Сигареты и минеральная вода стоили в Военторге, специально открытом в Кабуле, дешевле, чем в городе и магазине ОРСа (отдел рабочего снабжения) в посольстве. На этом некоторые наживались. Всем хотелось заработать как можно больше чеков «Внешпосылтор-га». Женщин из банно-прачечного батальона 40-й армии называли «чекистками» за их услуги. Однажды ко мне в посольство привели одну из них. Она хотела устроиться медсестрой в посольскую поликлинику. Оказалось, что она завербовалась в военкомате, вместе с бывшим мужем (шофером) прибыла в Афганистан в декабре 1979 года, работала медсестрой, потом в Военторге. Не найдя «общего языка» с заместителем начальника магазина, вынуждена была уйти, ночевала у знакомых. О «бесхозной» совгражданке я доложил послу. Удивившись, Табеев позвонил в политотдел 40-й армии. Начальник отдела просил задержать посетительницу и ближайшим самолетом отправить в Ташкент.

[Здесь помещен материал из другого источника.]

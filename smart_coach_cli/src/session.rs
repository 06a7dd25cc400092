use std::path::{Path, PathBuf};

use anyhow::{Context, Result};
use chrono::{DateTime, Utc};
use serde::{Deserialize, Serialize};
use smart_coach::StructuredCoachResult;
use uuid::Uuid;

const SESSIONS_FILE: &str = "sessions.json";

/// One successful coaching call, as kept in history.
#[derive(Clone, Debug, PartialEq, Serialize, Deserialize)]
#[serde(rename_all = "camelCase")]
pub struct CoachingSession {
    pub id: Uuid,
    #[serde(with = "chrono::serde::ts_milliseconds")]
    pub timestamp: DateTime<Utc>,
    pub background: String,
    pub original_question: String,
    pub response: StructuredCoachResult,
}

impl CoachingSession {
    pub fn new(background: &str, question: &str, response: StructuredCoachResult) -> Self {
        Self {
            id: Uuid::new_v4(),
            // Stored with millisecond precision; trim now so a saved session equals itself.
            timestamp: DateTime::from_timestamp_millis(Utc::now().timestamp_millis())
                .unwrap_or_else(Utc::now),
            background: background.to_owned(),
            original_question: question.to_owned(),
            response,
        }
    }
}

/// Persistence for session history. Sessions are kept newest first.
pub trait SessionStore {
    fn load(&self) -> Result<Vec<CoachingSession>>;

    fn save(&self, sessions: &[CoachingSession]) -> Result<()>;

    fn record(&self, session: CoachingSession) -> Result<()> {
        let mut sessions = self.load()?;
        sessions.insert(0, session);
        self.save(&sessions)
    }

    fn find(&self, id: Uuid) -> Result<Option<CoachingSession>> {
        Ok(self.load()?.into_iter().find(|s| s.id == id))
    }

    /// Returns false when no session has `id`.
    fn delete(&self, id: Uuid) -> Result<bool> {
        let mut sessions = self.load()?;
        let before = sessions.len();
        sessions.retain(|s| s.id != id);
        if sessions.len() == before {
            return Ok(false);
        }
        self.save(&sessions)?;
        Ok(true)
    }

    fn clear(&self) -> Result<()> {
        self.save(&[])
    }
}

/// History stored as one pretty printed JSON array.
#[derive(Clone, Debug)]
pub struct JsonFileSessionStore {
    path: PathBuf,
}

impl JsonFileSessionStore {
    pub fn new(path: impl Into<PathBuf>) -> Self {
        Self { path: path.into() }
    }

    /// `sessions.json` in the platform data directory.
    pub fn default_location() -> Result<Self> {
        let dirs = directories::ProjectDirs::from("", "", "smart_coach")
            .context("could not determine a home directory for session history")?;
        Ok(Self::new(dirs.data_dir().join(SESSIONS_FILE)))
    }

    pub fn path(&self) -> &Path {
        &self.path
    }
}

impl SessionStore for JsonFileSessionStore {
    fn load(&self) -> Result<Vec<CoachingSession>> {
        if !self.path.exists() {
            return Ok(Vec::new());
        }
        let data = std::fs::read_to_string(&self.path)
            .with_context(|| format!("failed to read {}", self.path.display()))?;
        if data.trim().is_empty() {
            return Ok(Vec::new());
        }
        serde_json::from_str(&data)
            .with_context(|| format!("session history at {} is corrupt", self.path.display()))
    }

    fn save(&self, sessions: &[CoachingSession]) -> Result<()> {
        if let Some(parent) = self.path.parent() {
            std::fs::create_dir_all(parent)
                .with_context(|| format!("failed to create {}", parent.display()))?;
        }
        let data = serde_json::to_string_pretty(sessions)?;
        std::fs::write(&self.path, data)
            .with_context(|| format!("failed to write {}", self.path.display()))?;
        tracing::debug!(count = sessions.len(), path = %self.path.display(), "saved sessions");
        Ok(())
    }
}
mod req;
mod res;

pub use req::{ChatMessage, ProviderRequest, ResponseFormat};
pub use res::{ChatChoice, ChatCompletionResponse, ChatResponseMessage, CompletionUsage};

Чеки «Внешпосылторга» можно было купить на базаре, как и советские рубли. За один чек в городе давали 10 афгани (официальная стоимость 16 афгани). Один советский рубль стоил также 10 афгани. Некоторые специалисты предпочитали покупать чеки на рынке, а кому были нужны афгани, покупали их за рубли или чеки на тех же рынках. Когда я был в отпуске в Москве, в административном отделе ЦК КПСС интересовались: почему в Афганистане процветает торговля чеками и спекуляция? Пришлось популярно объяснить, как можно, купив около магазина «Березка» в Москве 100 чеков «Внешпосылторга», привезти их в Кабул и превратить в 200 чеков… Перед этим в Кабуле посол провел совещание с представителями военных и советниками правоохранительных органов в ДРА и направил ряд предложений по устранению злоупотреблений с чеками в Москву.

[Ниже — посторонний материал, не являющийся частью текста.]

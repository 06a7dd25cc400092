//! smart_coach – turn a vague question into a set of SMART questions
//! ==================================================================
//!
//! One call, one round-trip:
//!
//! ```text
//! SmartCoach::get_coaching_response(background, question)
//!       │
//!       ├─→ CoachingInput::new        (non-empty after trim, or CoachError::Validation)
//!       ├─→ ProviderRequest::build    (frozen system instruction + labeled user message)
//!       ├─→ ApiClient::invoke         (POST /chat/completions with bearer credential)
//!       └─→ extract                   (direct parse, then first `{` .. last `}` substring)
//! ```
//!
//! ```rust,no_run
//! use smart_coach::*;
//!
//! # async fn run() -> Result<(), CoachError> {
//! let coach = SmartCoach::deepseek().init()?;
//! let result = coach
//!     .get_coaching_response(
//!         "We are a mid-size SaaS company and retention dropped 20% last quarter.",
//!         "How do we improve retention?",
//!     )
//!     .await?;
//! println!("{}", result.summary);
//! # Ok(())
//! # }
//! ```

#[allow(unused_imports)]
pub(crate) use anyhow::{anyhow, bail, Error, Result};
#[allow(unused_imports)]
pub(crate) use tracing::{debug, error, info, span, trace, warn, Level};

pub mod llms;
pub mod logging;
pub mod requests;

pub use llms::{
    api::{
        openai_compat::{
            builder::SmartCoachBuilder, ChatCompletionResponse, ChatMessage, OpenAiCompatConfig,
            ProviderRequest, ResponseFormat, DEEPSEEK_API_BASE_URL, DEEPSEEK_API_KEY_ENV_VAR,
            DEEPSEEK_DEFAULT_MODEL, DEEPSEEK_MODEL_ENV_VAR,
        },
        ApiConfig, ApiError, ClientError, LlmApiConfigTrait, RawProviderResponse,
    },
    SmartCoach,
};
pub use logging::{LoggingConfig, LoggingConfigTrait};
pub use requests::{
    extract, CoachError, CoachingInput, Critique, ExtractionFailure, ExtractionStage,
    QuestionWithReasoning, RequestConfig, RequestConfigTrait, SmartQuestions,
    StructuredCoachResult, SYSTEM_INSTRUCTION, SYSTEM_INSTRUCTION_VERSION,
};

Спекулятивными махинациями занимались не только рядовые граждане. За преступления подобного рода, взятки и поборы были осуждены некоторые советники и ответственные работники представительств в ДРА. Коррупция и стяжательство, к сожалению, процветали и среди афганских коллег. Так они усваивали наш опыт, впитывали изъяны и недостатки наряду с тем положительным, чему мы их учили.
Пребывание ограниченного контингента советских войск открыло мне и многим другим глаза на состояние нашей армии. Принимая участие в расследовании криминальных дел, все больше приходилось убеждаться в том, что это уже не та армия, которой мы всегда гордились.
Войска 40-й армии все больше втягивались в боевые действия, так как создаваемая афганская армия была не в силах справиться с партизанской войной. Минные операции и налеты на воинские колонны требовали противодействия наших войск… Надеяться на афганцев было нельзя. Даже при поддержке наших подразделений они не могли успешно вести борьбу с душманами. По сути, в Афганистане велась гражданская война. Основным противником и виновником всех бед стали «шурави» — « неверные», вторгшиеся в страну. Афганский менталитет во все времена не принимал иностранных оккупантов. Создать и подготовить боеспособную армию было невозможно. Как уже говорилось ранее, из трех отловленных призывников двое дезертировали. Многие из них оказывались в отрядах моджахедов. Нелепо звучали декларативные заявления наших советников, как военных, так КГБ и МВД, покончить с бандформированиями в ближайший год-два. Причем давались обещания покончить с душманами к той или иной знаменательной дате (1 Мая или 7 Ноября). Многие советники начали понимать, что крупномасштабной войны с моджахедами не будет. Операции по отдельным отрядам бандитов должны проводиться конкретно, в рамках действий батальона. Планы совместных операций афганской армии и советских подразделений заранее становились известны бандитам. Срабатывали родственные связи и племенные отношения некоторых афганских командиров с моджахедами.
В первый год после ввода советских войск в операциях по борьбе с бандами принимали участие бойцы КГБ отряда «Каскад», а также отряда МВД «Кобальт». Среди сотрудников этих подразделений появились убитые и раненые. В одной из операций погиб мой приятель из Бреста (он участвовал в событиях декабря 1979 года) Саша Пунтус. Его группа попала в засаду. Были и другие случаи. Руководство КГБ в Москве приняло решение, запрещающее непосредственное участие «Каскада» в боевых операциях. Основная задача для него — ведение агентурной разведки.